Re: [PATCH V3 00/11] block-throttle: add .high limit

From: Paolo Valente
Date: Thu Oct 06 2016 - 18:24:21 EST



> Il giorno 06 ott 2016, alle ore 21:57, Shaohua Li <shli@xxxxxx> ha scritto:
>
> On Thu, Oct 06, 2016 at 09:58:44AM +0200, Paolo Valente wrote:
>>
>>> Il giorno 05 ott 2016, alle ore 22:46, Shaohua Li <shli@xxxxxx> ha scritto:
>>>
>>> On Wed, Oct 05, 2016 at 09:47:19PM +0200, Paolo Valente wrote:
>>>>
>>>>> Il giorno 05 ott 2016, alle ore 20:30, Shaohua Li <shli@xxxxxx> ha scritto:
>>>>>
>>>>> On Wed, Oct 05, 2016 at 10:49:46AM -0400, Tejun Heo wrote:
>>>>>> Hello, Paolo.
>>>>>>
>>>>>> On Wed, Oct 05, 2016 at 02:37:00PM +0200, Paolo Valente wrote:
>>>>>>> In this respect, for your generic, unpredictable scenario to make
>>>>>>> sense, there must exist at least one real system that meets the
>>>>>>> requirements of such a scenario. Or, if such a real system does not
>>>>>>> yet exist, it must be possible to emulate it. If it is impossible to
>>>>>>> achieve this last goal either, then I miss the usefulness
>>>>>>> of looking for solutions for such a scenario.
>>>>>>>
>>>>>>> That said, let's define the instance(s) of the scenario that you find
>>>>>>> most representative, and let's test BFQ on it/them. Numbers will give
>>>>>>> us the answers. For example, what about all or part of the following
>>>>>>> groups:
>>>>>>> . one cyclically doing random I/O for some second and then sequential I/O
>>>>>>> for the next seconds
>>>>>>> . one doing, say, quasi-sequential I/O in ON/OFF cycles
>>>>>>> . one starting an application cyclically
>>>>>>> . one playing back or streaming a movie
>>>>>>>
>>>>>>> For each group, we could then measure the time needed to complete each
>>>>>>> phase of I/O in each cycle, plus the responsiveness in the group
>>>>>>> starting an application, plus the frame drop in the group streaming
>>>>>>> the movie. In addition, we can measure the bandwidth/iops enjoyed by
>>>>>>> each group, plus, of course, the aggregate throughput of the whole
>>>>>>> system. In particular we could compare results with throttling, BFQ,
>>>>>>> and CFQ.
>>>>>>>
>>>>>>> Then we could write resulting numbers on the stone, and stick to them
>>>>>>> until something proves them wrong.
>>>>>>>
>>>>>>> What do you (or others) think about it?
>>>>>>
>>>>>> That sounds great and yeah it's lame that we didn't start with that.

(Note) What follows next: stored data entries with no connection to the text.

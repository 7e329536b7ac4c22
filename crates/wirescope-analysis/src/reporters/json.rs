//! JSON reporter: nested trees, one per root.

use serde_json::{json, Value};

use super::Reporter;
use wirescope_core::types::FxHashSet;

use crate::resolver::{DependencyForest, FieldNode, InterfaceResolution, ResolutionStatus, TypeId};

/// Nested JSON. Within one root a type is expanded once; later references
/// are marked `"shared": true` and back-edges `"cycle": true`.
pub struct JsonReporter;

impl Reporter for JsonReporter {
    fn name(&self) -> &'static str {
        "json"
    }

    fn generate(&self, forest: &DependencyForest) -> Result<String, String> {
        let roots: Vec<Value> = forest
            .roots()
            .iter()
            .map(|&root| type_value(forest, root, &mut Walk::default()))
            .collect();
        let skipped_roots = forest.root_types().filter(|t| t.is_skipped()).count();

        let output = json!({
            "root_count": roots.len(),
            "skipped_roots": skipped_roots,
            "type_count": forest.cached_len(),
            "roots": roots,
        });
        serde_json::to_string_pretty(&output).map_err(|e| e.to_string())
    }
}

#[derive(Default)]
struct Walk {
    path: Vec<TypeId>,
    expanded: FxHashSet<TypeId>,
}

fn type_value(forest: &DependencyForest, id: TypeId, walk: &mut Walk) -> Value {
    let node = forest.get(id);
    if let ResolutionStatus::Skipped(reason) = &node.status {
        return json!({
            "name": node.name,
            "location": node.location,
            "status": "skipped",
            "skip_tag": reason.tag(),
            "skip_reason": reason.to_string(),
        });
    }
    if walk.path.contains(&id) {
        return json!({
            "name": node.name,
            "location": node.location,
            "cycle": true,
        });
    }
    if !walk.expanded.insert(id) {
        return json!({
            "name": node.name,
            "location": node.location,
            "shared": true,
        });
    }

    walk.path.push(id);
    let fields: Vec<Value> = node.fields.iter().map(|f| field_value(forest, f, walk)).collect();
    walk.path.pop();

    json!({
        "name": node.name,
        "location": node.location,
        "status": "resolved",
        "providers": node.providers.iter().map(|p| json!({
            "name": p.name,
            "location": p.location,
        })).collect::<Vec<_>>(),
        "fields": fields,
    })
}

fn field_value(forest: &DependencyForest, field: &FieldNode, walk: &mut Walk) -> Value {
    match field {
        FieldNode::Concrete { field_name, resolved } => json!({
            "name": field_name,
            "kind": "concrete",
            "type": type_value(forest, *resolved, walk),
        }),
        FieldNode::Interface {
            field_name,
            interface_name,
            interface_location,
            is_pointer,
            resolution,
        } => {
            let mut value = json!({
                "name": field_name,
                "kind": "interface",
                "interface_name": interface_name,
                "interface_location": interface_location,
                "is_pointer": is_pointer,
            });
            let (state, extra) = match resolution {
                InterfaceResolution::Unresolved => ("unresolved", None),
                InterfaceResolution::ResolvedTo(target) => {
                    ("resolved", Some(("binding", type_value(forest, *target, walk))))
                }
                InterfaceResolution::Skipped(reason) => (
                    "skipped",
                    Some(("skip_reason", Value::String(reason.to_string()))),
                ),
            };
            value["resolution"] = Value::String(state.to_string());
            if let Some((key, extra)) = extra {
                value[key] = extra;
            }
            value
        }
        FieldNode::Primitive {
            field_name,
            type_name,
            is_pointer,
        } => json!({
            "name": field_name,
            "kind": "primitive",
            "type_name": type_name,
            "is_pointer": is_pointer,
        }),
    }
}
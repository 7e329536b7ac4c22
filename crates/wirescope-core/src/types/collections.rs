//! Re-exports of performance-oriented collection types.

pub use rustc_hash::{FxHashMap, FxHashSet};
pub use smallvec::SmallVec;

/// SmallVec sized for function parameter and result lists (usually <4).
pub type SmallVec4<T> = SmallVec<[T; 4]>;

/// SmallVec sized for injector result lists (usually <2).
pub type SmallVec2<T> = SmallVec<[T; 2]>;
//! Top-level wirescope configuration with layered resolution.

use std::path::{Path, PathBuf};
use std::str::FromStr;

use serde::{Deserialize, Serialize};

use super::{AnalysisConfig, ScanConfig};
use crate::errors::ConfigError;
use crate::types::SearchScope;

/// Name of the project-level config file looked up in the search root.
pub const PROJECT_CONFIG_FILE: &str = "wirescope.toml";

/// Top-level configuration aggregating all sub-configs.
///
/// Resolution order (highest priority first):
/// 1. Programmatic overrides (applied via `apply_overrides`)
/// 2. Environment variables (`WIRESCOPE_*`)
/// 3. Project config (`wirescope.toml` in the search root)
/// 4. User config (`~/.wirescope/config.toml`)
/// 5. Compiled defaults
#[derive(Debug, Clone, Serialize, Deserialize, Default)]
#[serde(default)]
pub struct WirescopeConfig {
    pub scan: ScanConfig,
    pub analysis: AnalysisConfig,
}

/// Overrides supplied by an embedding tool; highest priority layer.
#[derive(Debug, Clone, Default)]
pub struct ConfigOverrides {
    pub scan_max_file_size: Option<u64>,
    pub scan_include_tests: Option<bool>,
    pub search_scope: Option<Vec<String>>,
    pub resolve_providers: Option<bool>,
}

impl WirescopeConfig {
    /// Load configuration for the codebase rooted at `root`.
    pub fn load(root: &Path, overrides: Option<&ConfigOverrides>) -> Result<Self, ConfigError> {
        let mut config = Self::default();

        if let Some(user_config_path) = Self::user_config_path() {
            if user_config_path.exists() {
                match Self::merge_toml_file(&mut config, &user_config_path) {
                    Ok(()) => {}
                    Err(ConfigError::ParseError { .. }) => {
                        return Err(ConfigError::ParseError {
                            path: user_config_path.display().to_string(),
                            message: "invalid TOML in user config".to_string(),
                        });
                    }
                    Err(e) => {
                        ::tracing::warn!(error = %e, "ignoring unreadable user config");
                    }
                }
            }
        }

        let project_config_path = root.join(PROJECT_CONFIG_FILE);
        if project_config_path.exists() {
            Self::merge_toml_file(&mut config, &project_config_path)?;
        }

        Self::apply_env_overrides(&mut config);

        if let Some(overrides) = overrides {
            Self::apply_overrides(&mut config, overrides);
        }

        Self::validate(&config)?;

        Ok(config)
    }

    /// Load configuration from a TOML string.
    pub fn from_toml(toml_str: &str) -> Result<Self, ConfigError> {
        let config: Self = toml::from_str(toml_str).map_err(|e| ConfigError::ParseError {
            path: "<string>".to_string(),
            message: e.to_string(),
        })?;
        Self::validate(&config)?;
        Ok(config)
    }

    /// Validate the configuration values.
    pub fn validate(config: &WirescopeConfig) -> Result<(), ConfigError> {
        if config.scan.max_file_size == Some(0) {
            return Err(ConfigError::ValidationFailed {
                field: "scan.max_file_size".to_string(),
                message: "must be greater than 0".to_string(),
            });
        }
        if let Some(tags) = &config.scan.excluded_build_tags {
            if tags.iter().any(|t| t.trim().is_empty()) {
                return Err(ConfigError::ValidationFailed {
                    field: "scan.excluded_build_tags".to_string(),
                    message: "tags must not be empty".to_string(),
                });
            }
        }
        SearchScope::parse(config.analysis.effective_search_scope().as_slice())?;
        Ok(())
    }

    /// The search scope described by `analysis.search_scope`.
    pub fn search_scope(&self) -> Result<SearchScope, ConfigError> {
        SearchScope::parse(self.analysis.effective_search_scope().as_slice())
    }

    /// Returns the user config path: `~/.wirescope/config.toml`.
    fn user_config_path() -> Option<PathBuf> {
        home_dir().map(|h| h.join(".wirescope").join("config.toml"))
    }

    /// Merge a TOML file into the existing config.
    /// Unknown keys are silently ignored.
    fn merge_toml_file(config: &mut WirescopeConfig, path: &Path) -> Result<(), ConfigError> {
        let content = std::fs::read_to_string(path).map_err(|_| ConfigError::FileNotFound {
            path: path.display().to_string(),
        })?;

        let file_config: WirescopeConfig =
            toml::from_str(&content).map_err(|e| ConfigError::ParseError {
                path: path.display().to_string(),
                message: e.to_string(),
            })?;

        config.scan.merge_from(file_config.scan);
        config.analysis.merge_from(file_config.analysis);
        Ok(())
    }

    /// Environment layer: `WIRESCOPE_<SECTION>_<KEY>`. Unparseable values
    /// are ignored.
    fn apply_env_overrides(config: &mut WirescopeConfig) {
        if let Some(v) = env_value("WIRESCOPE_SCAN_MAX_FILE_SIZE") {
            config.scan.max_file_size = Some(v);
        }
        if let Some(v) = env_value("WIRESCOPE_SCAN_INCLUDE_TESTS") {
            config.scan.include_tests = Some(v);
        }
        if let Some(raw) = env_value::<String>("WIRESCOPE_ANALYSIS_SEARCH_SCOPE") {
            // Space or comma separated, like `go list` patterns.
            let patterns: Vec<String> = raw
                .split(|c: char| c == ',' || c.is_whitespace())
                .filter(|p| !p.is_empty())
                .map(str::to_string)
                .collect();
            if !patterns.is_empty() {
                config.analysis.search_scope = patterns;
            }
        }
        if let Some(v) = env_value("WIRESCOPE_ANALYSIS_RESOLVE_PROVIDERS") {
            config.analysis.resolve_providers = Some(v);
        }
    }

    fn apply_overrides(config: &mut WirescopeConfig, overrides: &ConfigOverrides) {
        config.scan.max_file_size = overrides.scan_max_file_size.or(config.scan.max_file_size);
        config.scan.include_tests = overrides.scan_include_tests.or(config.scan.include_tests);
        config.analysis.resolve_providers = overrides.resolve_providers.or(config.analysis.resolve_providers);
        if let Some(scope) = &overrides.search_scope {
            config.analysis.search_scope.clone_from(scope);
        }
    }

    /// Serialize the config back to TOML.
    pub fn to_toml(&self) -> Result<String, ConfigError> {
        toml::to_string_pretty(self).map_err(|e| ConfigError::ParseError {
            path: "<serialization>".to_string(),
            message: e.to_string(),
        })
    }
}

fn env_value<T: FromStr>(key: &str) -> Option<T> {
    std::env::var(key).ok()?.trim().parse().ok()
}

fn home_dir() -> Option<PathBuf> {
    std::env::var_os("HOME")
        .or_else(|| std::env::var_os("USERPROFILE"))
        .map(PathBuf::from)
}
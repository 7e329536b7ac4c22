//! Go parser using native tree-sitter.
//!
//! Extracts the package clause, imports, build constraint, type
//! declarations, and functions/methods (with the calls made in their
//! bodies) from a single Go source file.

use std::path::PathBuf;

use smallvec::SmallVec;
use tree_sitter::{Node, Parser};
use wirescope_core::errors::ParseError;
use wirescope_core::types::collections::SmallVec4;

use super::build_constraint::from_plus_build_lines;
use super::error_tolerant::count_errors;
use super::types::*;
use crate::scanner::hasher::hash_content;

/// Go parser. Holds a tree-sitter parser, so one instance per thread.
pub struct GoParser {
    parser: Parser,
}

impl GoParser {
    pub fn new() -> Result<Self, ParseError> {
        let mut parser = Parser::new();
        let language: tree_sitter::Language = tree_sitter_go::LANGUAGE.into();
        parser
            .set_language(&language)
            .map_err(|e| ParseError::GrammarLoad {
                message: e.to_string(),
            })?;
        Ok(Self { parser })
    }

    /// Parse `source`; `path` is recorded verbatim on the result.
    pub fn parse(&mut self, source: &[u8], path: &str) -> Result<GoFile, ParseError> {
        if std::str::from_utf8(source).is_err() {
            return Err(ParseError::InvalidUtf8 {
                path: PathBuf::from(path),
            });
        }
        let tree = self
            .parser
            .parse(source, None)
            .ok_or_else(|| ParseError::NoTree {
                path: PathBuf::from(path),
            })?;

        let root = tree.root_node();
        let (error_count, first_error_line) = count_errors(root);
        let mut file = GoFile {
            path: path.to_string(),
            content_hash: hash_content(source),
            error_count,
            first_error_line,
            ..GoFile::default()
        };

        let mut header_comments: Vec<&str> = Vec::new();
        for child in named_children(root) {
            match child.kind() {
                "comment" if file.package.is_empty() => {
                    header_comments.push(text(child, source));
                }
                "package_clause" => {
                    if let Some(name) = named_children(child).first() {
                        file.package = text(*name, source).to_string();
                    }
                }
                "import_declaration" => collect_imports(child, source, &mut file.imports),
                "type_declaration" => {
                    for spec in named_children(child) {
                        if let Some(decl) = parse_type_spec(spec, source) {
                            file.types.push(decl);
                        }
                    }
                }
                "function_declaration" | "method_declaration" => {
                    if let Some(func) = parse_function(child, source) {
                        file.functions.push(func);
                    }
                }
                _ => {}
            }
        }
        file.build_constraint = build_constraint(&header_comments);

        Ok(file)
    }
}
//! Error-tolerant parsing: count ERROR/MISSING nodes so callers can decide
//! whether a partially parsed file is usable.

use tree_sitter::Node;

/// Count ERROR and MISSING nodes below `root`, returning the count and the
/// 1-based line of the first one.
pub fn count_errors(root: Node) -> (u32, Option<u32>) {
    if !root.has_error() {
        return (0, None);
    }
    let mut count = 0u32;
    let mut first_line = None;
    let mut stack = vec![root];
    while let Some(node) = stack.pop() {
        if node.is_error() || node.is_missing() {
            count += 1;
            let line = node.start_position().row as u32 + 1;
            first_line = Some(first_line.map_or(line, |l: u32| l.min(line)));
        }
        if !node.has_error() {
            continue;
        }
        let mut cursor = node.walk();
        stack.extend(node.children(&mut cursor));
    }
    (count, first_line)
}
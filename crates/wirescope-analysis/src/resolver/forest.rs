//! The per-run arena of resolved types and its memoization cache.

use serde::Serialize;
use wirescope_core::types::FxHashMap;

use super::types::{FieldNode, ResolvedType, TypeId, TypeKey};

/// Result of one resolution run: every resolved type in an arena, the
/// cache mapping keys to arena entries, and the root handles in request
/// order. Types reached more than once share a single entry.
#[derive(Debug, Default, Serialize)]
pub struct DependencyForest {
    nodes: Vec<ResolvedType>,
    #[serde(skip)]
    cache: FxHashMap<TypeKey, TypeId>,
    roots: Vec<TypeId>,
}

impl DependencyForest {
    pub fn new() -> Self {
        Self::default()
    }

    /// # Panics
    ///
    /// If `id` was not issued by this forest; use [`Self::try_get`] for
    /// ids of unknown origin.
    pub fn get(&self, id: TypeId) -> &ResolvedType {
        &self.nodes[id.index()]
    }

    pub fn try_get(&self, id: TypeId) -> Option<&ResolvedType> {
        self.nodes.get(id.index())
    }

    pub fn roots(&self) -> &[TypeId] {
        &self.roots
    }

    pub fn root_types(&self) -> impl Iterator<Item = &ResolvedType> {
        self.roots.iter().map(|id| self.get(*id))
    }

    pub fn nodes(&self) -> &[ResolvedType] {
        &self.nodes
    }

    pub fn len(&self) -> usize {
        self.nodes.len()
    }

    pub fn is_empty(&self) -> bool {
        self.nodes.is_empty()
    }

    /// Handles with their nodes, in arena order.
    pub fn iter(&self) -> impl Iterator<Item = (TypeId, &ResolvedType)> {
        self.nodes
            .iter()
            .enumerate()
            .map(|(i, node)| (TypeId(i as u32), node))
    }

    /// Cached entry for `key`.
    pub fn lookup(&self, key: &TypeKey) -> Option<TypeId> {
        self.cache.get(key).copied()
    }

    /// Number of cached (successfully extracted) types.
    pub fn cached_len(&self) -> usize {
        self.cache.len()
    }

    /// Add a node without caching it.
    pub(crate) fn push(&mut self, node: ResolvedType) -> TypeId {
        let id = TypeId(self.nodes.len() as u32);
        self.nodes.push(node);
        id
    }

    /// Add a node and cache it under `key`.
    pub(crate) fn insert_cached(&mut self, key: TypeKey, node: ResolvedType) -> TypeId {
        let id = self.push(node);
        self.cache.insert(key, id);
        id
    }

    pub(crate) fn node_mut(&mut self, id: TypeId) -> &mut ResolvedType {
        &mut self.nodes[id.index()]
    }

    pub(crate) fn push_field(&mut self, id: TypeId, field: FieldNode) {
        self.node_mut(id).fields.push(field);
    }

    pub(crate) fn add_root(&mut self, id: TypeId) {
        self.roots.push(id);
    }
}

>>>>>> Shaohua, would it be difficult to compare how bfq performs against
>>>>>> blk-throttle?
>>>>>
>>>>> I had a test of BFQ.
>>>>
>>>> Thank you very much for testing BFQ!
>>>>
>>>>> I'm using BFQ found at
>>>>> https://urldefense.proofpoint.com/v2/url?u=http-3A__algogroup.unimore.it_people_paolo_disk-5Fsched_sources.php&d=DQIFAg&c=5VD0RTtNlTh3ycd41b3MUw&r=i6WobKxbeG3slzHSIOxTVtYIJw7qjCE6S0spDTKL-J4&m=2pG8KEx5tRymExa_K0ddKH_YvhH3qvJxELBd1_lw0-w&s=FZKEAOu2sw95y9jZio2k012cQWoLzlBWDl0NiGPVW78&e= . version is
>>>>> 4.7.0-v8r3.
>>>>
>>>> That's the latest stable version. The development version [1] already
>>>> contains further improvements for fairness, latency and throughput.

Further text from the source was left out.